:: INFORMATION SUPPLIED

//! Common types for the engine: coordinates, sides, cell states and errors.

use core::fmt;
use core::str::FromStr;

use crate::config::BOARD_SIZE;

const GRID: usize = BOARD_SIZE as usize;

/// A cell on the board. Always in bounds: the only constructor checks.
#[derive(Debug, Clone, Copy, PartialEq, Eq, PartialOrd, Ord, Hash)]
#[cfg_attr(feature = "std", derive(serde::Serialize, serde::Deserialize))]
pub struct Coord {
    row: usize,
    col: usize,
}

impl Coord {
    /// Returns `None` when either index falls outside the board.
    pub const fn new(row: usize, col: usize) -> Option<Self> {
        if row < GRID && col < GRID {
            Some(Self { row, col })
        } else {
            None
        }
    }

    pub const fn row(&self) -> usize {
        self.row
    }

    pub const fn col(&self) -> usize {
        self.col
    }

    /// The cell `(dr, dc)` away, if it is on the board.
    pub fn offset(&self, dr: isize, dc: isize) -> Option<Self> {
        let row = self.row.checked_add_signed(dr)?;
        let col = self.col.checked_add_signed(dc)?;
        Self::new(row, col)
    }

    /// Up, down, left, right neighbours that exist on the board.
    pub fn neighbors4(self) -> impl Iterator<Item = Coord> {
        [(-1, 0), (1, 0), (0, -1), (0, 1)]
            .into_iter()
            .filter_map(move |(dr, dc)| self.offset(dr, dc))
    }

    /// All eight surrounding cells that exist on the board.
    pub fn neighbors8(self) -> impl Iterator<Item = Coord> {
        (-1isize..=1)
            .flat_map(|dr| (-1isize..=1).map(move |dc| (dr, dc)))
            .filter(|&(dr, dc)| dr != 0 || dc != 0)
            .filter_map(move |(dr, dc)| self.offset(dr, dc))
    }

    /// Every cell of the board in row-major order.
    pub fn all() -> impl Iterator<Item = Coord> {
        (0..GRID).flat_map(|row| (0..GRID).map(move |col| Coord { row, col }))
    }
}

/// Letter column, 1-based row: `(0, 0)` is `A1`, `(9, 9)` is `J10`.
impl fmt::Display for Coord {
    fn fmt(&self, f: &mut fmt::Formatter<'_>) -> fmt::Result {
        let col = (b'A' + self.col as u8) as char;
        write!(f, "{}{}", col, self.row + 1)
    }
}

impl FromStr for Coord {
    type Err = ParseCoordError;

    fn from_str(input: &str) -> Result<Self, Self::Err> {
        let input = input.trim();
        let mut chars = input.chars();
        let col_ch = chars.next().ok_or(ParseCoordError)?.to_ascii_uppercase();
        if !col_ch.is_ascii_uppercase() {
            return Err(ParseCoordError);
        }
        let col = (col_ch as u8 - b'A') as usize;
        let digits = chars.as_str();
        if digits.is_empty() || !digits.bytes().all(|b| b.is_ascii_digit()) {
            return Err(ParseCoordError);
        }
        let row: usize = digits.parse().map_err(|_| ParseCoordError)?;
        if row == 0 {
            return Err(ParseCoordError);
        }
        Coord::new(row - 1, col).ok_or(ParseCoordError)
    }
}

/// Input was not a coordinate like `C7`.
#[derive(Debug, Clone, Copy, PartialEq, Eq)]
pub struct ParseCoordError;

impl fmt::Display for ParseCoordError {
    fn fmt(&self, f: &mut fmt::Formatter<'_>) -> fmt::Result {
        write!(f, "expected a coordinate between A1 and J10")
    }
}

/// State of a single board cell.
#[derive(Debug, Clone, Copy, PartialEq, Eq)]
#[cfg_attr(feature = "std", derive(serde::Serialize, serde::Deserialize))]
pub enum CellState {
    Empty,
    Ship,
    /// A shot landed on a ship cell.
    Hit,
    /// A shot landed on an empty cell, or the cell was ruled out.
    Miss,
}

/// The two parties of a session.
#[derive(Debug, Clone, Copy, PartialEq, Eq)]
#[cfg_attr(feature = "std", derive(serde::Serialize, serde::Deserialize))]
pub enum Side {
    Human,
    Computer,
}

impl Side {
    pub fn opponent(self) -> Self {
        match self {
            Side::Human => Side::Computer,
            Side::Computer => Side::Human,
        }
    }
}

/// Result of a finished game, from the human's perspective.
#[derive(Debug, Clone, Copy, PartialEq, Eq)]
#[cfg_attr(feature = "std", derive(serde::Serialize, serde::Deserialize))]
pub enum Outcome {
    Win,
    Lose,
}

/// Lifecycle of a session.
#[derive(Debug, Clone, Copy, PartialEq, Eq)]
#[cfg_attr(feature = "std", derive(serde::Serialize, serde::Deserialize))]
pub enum GamePhase {
    Placement,
    Playing,
    GameOver,
}

/// Why a ship cannot go where it was asked to.
#[derive(Debug, Clone, Copy, PartialEq, Eq)]
pub enum PlacementError {
    /// Part of the ship would hang off the board.
    OutOfBounds,
    /// A cell is already occupied by a ship.
    Overlaps,
    /// A cell touches another ship, diagonals included.
    Adjacent,
}

impl fmt::Display for PlacementError {
    fn fmt(&self, f: &mut fmt::Formatter<'_>) -> fmt::Result {
        match self {
            PlacementError::OutOfBounds => write!(f, "ship does not fit on the board"),
            PlacementError::Overlaps => write!(f, "ship overlaps another ship"),
            PlacementError::Adjacent => write!(f, "ship touches another ship"),
        }
    }
}

/// Errors returned by engine operations. None of them leave partial state.
#[derive(Debug, Clone, PartialEq, Eq)]
pub enum GameError {
    InvalidPlacement(PlacementError),
    /// The cell was already resolved; the turn is not consumed.
    AlreadyShot,
    /// The actor does not own the current turn.
    OutOfTurn,
    /// The actor aimed at its own board.
    WrongBoard,
    /// Random placement could not fit a ship of `length`.
    PlacementExhausted { length: usize },
    InvalidPhase {
        expected: GamePhase,
        actual: GamePhase,
    },
    /// Every ship of the fleet has already been placed.
    FleetComplete,
}

impl From<PlacementError> for GameError {
    fn from(err: PlacementError) -> Self {
        GameError::InvalidPlacement(err)
    }
}

impl fmt::Display for GameError {
    fn fmt(&self, f: &mut fmt::Formatter<'_>) -> fmt::Result {
        match self {
            GameError::InvalidPlacement(e) => write!(f, "Invalid placement: {}", e),
            GameError::AlreadyShot => write!(f, "That cell has already been fired at"),
            GameError::OutOfTurn => write!(f, "It is not your turn"),
            GameError::WrongBoard => write!(f, "Cannot fire at your own board"),
            GameError::PlacementExhausted { length } => write!(
                f,
                "Unable to place a ship of length {} after repeated attempts",
                length
            ),
            GameError::InvalidPhase { expected, actual } => {
                write!(f, "Operation requires {:?} phase, game is in {:?}", expected, actual)
            }
            GameError::FleetComplete => write!(f, "All ships have already been placed"),
        }
    }
}

#[cfg(feature = "std")]
impl std::error::Error for GameError {}

#[cfg(feature = "std")]
impl std::error::Error for ParseCoordError {}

::::

## WHAT YOU ARE ASKED TO DO:
Reproduce each entry exactly, leaving out nothing.

## COMPLETED TASK:
//! Common types for the engine: coordinates, sides, cell states and errors.

use core::fmt;
use core::str::FromStr;

use crate::config::BOARD_SIZE;

const GRID: usize = BOARD_SIZE as usize;

/// A cell on the board. Always in bounds: the only constructor checks.
#[derive(Debug, Clone, Copy, PartialEq, Eq, PartialOrd, Ord, Hash)]
#[cfg_attr(feature = "std", derive(serde::Serialize, serde::Deserialize))]
pub struct Coord {
    row: usize,
    col: usize,
}

impl Coord {
    /// Returns `None` when either index falls outside the board.
    pub const fn new(row: usize, col: usize) -> Option<Self> {
        if row < GRID && col < GRID {
            Some(Self { row, col })
        } else {
            None
        }
    }

    pub const fn row(&self) -> usize {
        self.row
    }

    pub const fn col(&self) -> usize {
        self.col
    }

    /// The cell `(dr, dc)` away, if it is on the board.
    pub fn offset(&self, dr: isize, dc: isize) -> Option<Self> {
        let row = self.row.checked_add_signed(dr)?;
        let col = self.col.checked_add_signed(dc)?;
        Self::new(row, col)
    }

    /// Up, down, left, right neighbours that exist on the board.
    pub fn neighbors4(self) -> impl Iterator<Item = Coord> {
        [(-1, 0), (1, 0), (0, -1), (0, 1)]
            .into_iter()
            .filter_map(move |(dr, dc)| self.offset(dr, dc))
    }

    /// All eight surrounding cells that exist on the board.
    pub fn neighbors8(self) -> impl Iterator<Item = Coord> {
        (-1isize..=1)
            .flat_map(|dr| (-1isize..=1).map(move |dc| (dr, dc)))
            .filter(|&(dr, dc)| dr != 0 || dc != 0)
            .filter_map(move |(dr, dc)| self.offset(dr, dc))
    }

    /// Every cell of the board in row-major order.
    pub fn all() -> impl Iterator<Item = Coord> {
        (0..GRID).flat_map(|row| (0..GRID).map(move |col| Coord { row, col }))
    }
}

/// Letter column, 1-based row: `(0, 0)` is `A1`, `(9, 9)` is `J10`.
impl fmt::Display for Coord {
    fn fmt(&self, f: &mut fmt::Formatter<'_>) -> fmt::Result {
        let col = (b'A' + self.col as u8) as char;
        write!(f, "{}{}", col, self.row + 1)
    }
}

impl FromStr for Coord {
    type Err = ParseCoordError;

    fn from_str(input: &str) -> Result<Self, Self::Err> {
        let input = input.trim();
        let mut chars = input.chars();
        let col_ch = chars.next().ok_or(ParseCoordError)?.to_ascii_uppercase();
        if !col_ch.is_ascii_uppercase() {
            return Err(ParseCoordError);
        }
        let col = (col_ch as u8 - b'A') as usize;
        let digits = chars.as_str();
        if digits.is_empty() || !digits.bytes().all(|b| b.is_ascii_digit()) {
            return Err(ParseCoordError);
        }
        let row: usize = digits.parse().map_err(|_| ParseCoordError)?;
        if row == 0 {
            return Err(ParseCoordError);
        }
        Coord::new(row - 1, col).ok_or(ParseCoordError)
    }
}

/// Input was not a coordinate like `C7`.
#[derive(Debug, Clone, Copy, PartialEq, Eq)]
pub struct ParseCoordError;

impl fmt::Display for ParseCoordError {
    fn fmt(&self, f: &mut fmt::Formatter<'_>) -> fmt::Result {
        write!(f, "expected a coordinate between A1 and J10")
    }
}

/// State of a single board cell.
#[derive(Debug, Clone, Copy, PartialEq, Eq)]
#[cfg_attr(feature = "std", derive(serde::Serialize, serde::Deserialize))]
pub enum CellState {
    Empty,
    Ship,
    /// A shot landed on a ship cell.
    Hit,
    /// A shot landed on an empty cell, or the cell was ruled out.
    Miss,
}

/// The two parties of a session.
#[derive(Debug, Clone, Copy, PartialEq, Eq)]
#[cfg_attr(feature = "std", derive(serde::Serialize, serde::Deserialize))]
pub enum Side {
    Human,
    Computer,
}

impl Side {
    pub fn opponent(self) -> Self {
        match self {
            Side::Human => Side::Computer,
            Side::Computer => Side::Human,
        }
    }
}

/// Result of a finished game, from the human's perspective.
#[derive(Debug, Clone, Copy, PartialEq, Eq)]
#[cfg_attr(feature = "std", derive(serde::Serialize, serde::Deserialize))]
pub enum Outcome {
    Win,
    Lose,
}

/// Lifecycle of a session.
#[derive(Debug, Clone, Copy, PartialEq, Eq)]
#[cfg_attr(feature = "std", derive(serde::Serialize, serde::Deserialize))]
pub enum GamePhase {
    Placement,
    Playing,
    GameOver,
}

/// Why a ship cannot go where it was asked to.
#[derive(Debug, Clone, Copy, PartialEq, Eq)]
pub enum PlacementError {
    /// Part of the ship would hang off the board.
    OutOfBounds,
    /// A cell is already occupied by a ship.
    Overlaps,
    /// A cell touches another ship, diagonals included.
    Adjacent,
}

impl fmt::Display for PlacementError {
    fn fmt(&self, f: &mut fmt::Formatter<'_>) -> fmt::Result {
        match self {
            PlacementError::OutOfBounds => write!(f, "ship does not fit on the board"),
            PlacementError::Overlaps => write!(f, "ship overlaps another ship"),
            PlacementError::Adjacent => write!(f, "ship touches another ship"),
        }
    }
}

/// Errors returned by engine operations. None of them leave partial state.
#[derive(Debug, Clone, PartialEq, Eq)]
pub enum GameError {
    InvalidPlacement(PlacementError),
    /// The cell was already resolved; the turn is not consumed.
    AlreadyShot,
    /// The actor does not own the current turn.
    OutOfTurn,
    /// The actor aimed at its own board.
    WrongBoard,
    /// Random placement could not fit a ship of `length`.
    PlacementExhausted { length: usize },
    InvalidPhase {
        expected: GamePhase,
        actual: GamePhase,
    },
    /// Every ship of the fleet has already been placed.
    FleetComplete,
}

impl From<PlacementError> for GameError {
    fn from(err: PlacementError) -> Self {
        GameError::InvalidPlacement(err)
    }
}

impl fmt::Display for GameError {
    fn fmt(&self, f: &mut fmt::Formatter<'_>) -> fmt::Result {
        match self {
            GameError::InvalidPlacement(e) => write!(f, "Invalid placement: {}", e),
            GameError::AlreadyShot => write!(f, "That cell has already been fired at"),
            GameError::OutOfTurn => write!(f, "It is not your turn"),
            GameError::WrongBoard => write!(f, "Cannot fire at your own board"),
            GameError::PlacementExhausted { length } => write!(
                f,
                "Unable to place a ship of length {} after repeated attempts",
                length
            ),
            GameError::InvalidPhase { expected, actual } => {
                write!(f, "Operation requires {:?} phase, game is in {:?}", expected, actual)
            }
            GameError::FleetComplete => write!(f, "All ships have already been placed"),
        }
    }
}

#[cfg(feature = "std")]
impl std::error::Error for GameError {}

#[cfg(feature = "std")]
impl std::error::Error for ParseCoordError {}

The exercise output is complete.